## Work instructions
Below are some records. Pull every line that contains the word "order".

## Excerpted records
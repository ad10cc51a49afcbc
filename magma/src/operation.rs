/*
 * Copyright (c) Meta Platforms, Inc. and affiliates.
 * All rights reserved.
 *
 * This source code is licensed under the BSD-style license found in the
 * LICENSE file in the root directory of this source tree.
 */

//! Operation identities, markers and directions.
//!
//! An operation is a zero-sized marker type ([`Multiply`], [`Add`],
//! [`Choose`]) naming a binary capability. What a given magma does
//! for that operation lives in its
//! [`Implements`](crate::Implements) impl, together with the
//! [`Markers`] that declare which algebraic laws the implementation
//! claims.

use std::fmt;

use serde::Deserialize;
use serde::Serialize;

/// Identity of a binary operation, usable as a value.
#[derive(
    Clone,
    Copy,
    Debug,
    PartialEq,
    Eq,
    PartialOrd,
    Ord,
    Hash,
    Serialize,
    Deserialize,
    strum::EnumIter,
    strum::Display
)]
#[strum(serialize_all = "snake_case")]
pub enum OperationId {
    /// Multiplication ("times").
    Multiply,
    /// Addition ("plus").
    Add,
    /// Choosing the preferred of two values under an order.
    Choose,
}

impl OperationId {
    /// The operation's name.
    pub const fn name(self) -> &'static str {
        match self {
            OperationId::Multiply => "multiply",
            OperationId::Add => "add",
            OperationId::Choose => "choose",
        }
    }

    /// The name of the operation's inverse.
    pub const fn inverse_name(self) -> &'static str {
        match self {
            OperationId::Multiply => "divide",
            OperationId::Add => "subtract",
            OperationId::Choose => "inverse of choose",
        }
    }

    /// The name of the unary inversion derived from the inverse.
    pub const fn invert_name(self) -> &'static str {
        match self {
            OperationId::Multiply => "reciprocal",
            OperationId::Add => "negate",
            OperationId::Choose => "invert of choose",
        }
    }

    /// The name of the convenience accessor for the identity, if the
    /// operation has one.
    pub const fn identity_accessor(self) -> Option<&'static str> {
        match self {
            OperationId::Multiply => Some("one"),
            OperationId::Add => Some("zero"),
            OperationId::Choose => None,
        }
    }
}

/// A binary operation, as a type.
///
/// Operations carry no data; they exist to select an
/// [`Implements`](crate::Implements) impl.
pub trait Operation: Copy + Default + fmt::Debug + Send + Sync + 'static {
    /// The operation's identity.
    const ID: OperationId;
}

/// Multiplication.
#[derive(Clone, Copy, Debug, Default, PartialEq, Eq, Hash)]
pub struct Multiply;

impl Operation for Multiply {
    const ID: OperationId = OperationId::Multiply;
}

/// Addition.
#[derive(Clone, Copy, Debug, Default, PartialEq, Eq, Hash)]
pub struct Add;

impl Operation for Add {
    const ID: OperationId = OperationId::Add;
}

/// Choose the preferred of two values under a strict weak order.
#[derive(Clone, Copy, Debug, Default, PartialEq, Eq, Hash)]
pub struct Choose;

impl Operation for Choose {
    const ID: OperationId = OperationId::Choose;
}

/// Laws an operation implementation claims.
///
/// Markers are declarations, not proofs: the checker exercises each
/// claimed law on example values.
///
/// ```
/// use magma::Markers;
///
/// const CONCATENATION: Markers = Markers::NONE.associative().signals_undefined();
/// assert!(CONCATENATION.associative);
/// assert!(!CONCATENATION.commutative);
/// ```
#[derive(Clone, Copy, Debug, Default, PartialEq, Eq, Hash, Serialize, Deserialize)]
pub struct Markers {
    /// Results are only approximately equal to their exact value;
    /// laws are compared with a tolerance.
    pub approximate: bool,
    /// `op(op(a, b), c) == op(a, op(b, c))`.
    pub associative: bool,
    /// `op(a, b) == op(b, a)`.
    pub commutative: bool,
    /// `op(a, a) == a`.
    pub idempotent: bool,
    /// `op(a, b)` is always `a` or `b`.
    pub path_operation: bool,
    /// The inverse and inversion return an "undefined" error rather
    /// than a value when asked to undo an annihilator.
    pub signals_undefined: bool,
}

impl Markers {
    /// No markers.
    pub const NONE: Markers = Markers {
        approximate: false,
        associative: false,
        commutative: false,
        idempotent: false,
        path_operation: false,
        signals_undefined: false,
    };

    /// Add the approximate marker.
    pub const fn approximate(self) -> Self {
        Markers {
            approximate: true,
            ..self
        }
    }

    /// Add the associative marker.
    pub const fn associative(self) -> Self {
        Markers {
            associative: true,
            ..self
        }
    }

    /// Add the commutative marker.
    pub const fn commutative(self) -> Self {
        Markers {
            commutative: true,
            ..self
        }
    }

    /// Add the idempotent marker.
    pub const fn idempotent(self) -> Self {
        Markers {
            idempotent: true,
            ..self
        }
    }

    /// Add the path-operation marker.
    pub const fn path_operation(self) -> Self {
        Markers {
            path_operation: true,
            ..self
        }
    }

    /// Add the signals-undefined marker.
    pub const fn signals_undefined(self) -> Self {
        Markers {
            signals_undefined: true,
            ..self
        }
    }

    /// Markers of a componentwise composition: a law holds for the
    /// composition when it holds for both components, and the
    /// composition is approximate when either component is.
    pub const fn both(self, other: Markers) -> Self {
        Markers {
            approximate: self.approximate || other.approximate,
            associative: self.associative && other.associative,
            commutative: self.commutative && other.commutative,
            idempotent: self.idempotent && other.idempotent,
            path_operation: false,
            signals_undefined: self.signals_undefined && other.signals_undefined,
        }
    }
}

/// Which side of an asymmetric operation an inverse applies to.
#[derive(
    Clone,
    Copy,
    Debug,
    PartialEq,
    Eq,
    Hash,
    Serialize,
    Deserialize,
    strum::EnumIter,
    strum::Display
)]
#[strum(serialize_all = "snake_case")]
pub enum Side {
    /// The operand on the left.
    Left,
    /// The operand on the right.
    Right,
}

impl Side {
    /// The other side.
    pub const fn mirror(self) -> Side {
        match self {
            Side::Left => Side::Right,
            Side::Right => Side::Left,
        }
    }
}

/// A direction: one side, or both.
///
/// `Either` expands into checks of both sides.
#[derive(
    Clone,
    Copy,
    Debug,
    PartialEq,
    Eq,
    Hash,
    Serialize,
    Deserialize,
    strum::EnumIter,
    strum::Display
)]
#[strum(serialize_all = "snake_case")]
pub enum Direction {
    /// Left only.
    Left,
    /// Right only.
    Right,
    /// Both sides.
    Either,
}

impl Direction {
    /// The sides this direction covers.
    pub fn sides(self) -> &'static [Side] {
        match self {
            Direction::Left => &[Side::Left],
            Direction::Right => &[Side::Right],
            Direction::Either => &[Side::Left, Side::Right],
        }
    }

    /// Whether this direction covers `side`.
    pub fn includes(self, side: Side) -> bool {
        self.sides().contains(&side)
    }

    /// Whether this direction covers every side of `other`.
    pub fn covers(self, other: Direction) -> bool {
        other.sides().iter().all(|side| self.includes(*side))
    }
}

impl From<Side> for Direction {
    fn from(side: Side) -> Self {
        match side {
            Side::Left => Direction::Left,
            Side::Right => Direction::Right,
        }
    }
}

## Task result
    /// Choosing the preferred of two values under an order.
/// Choose the preferred of two values under a strict weak order.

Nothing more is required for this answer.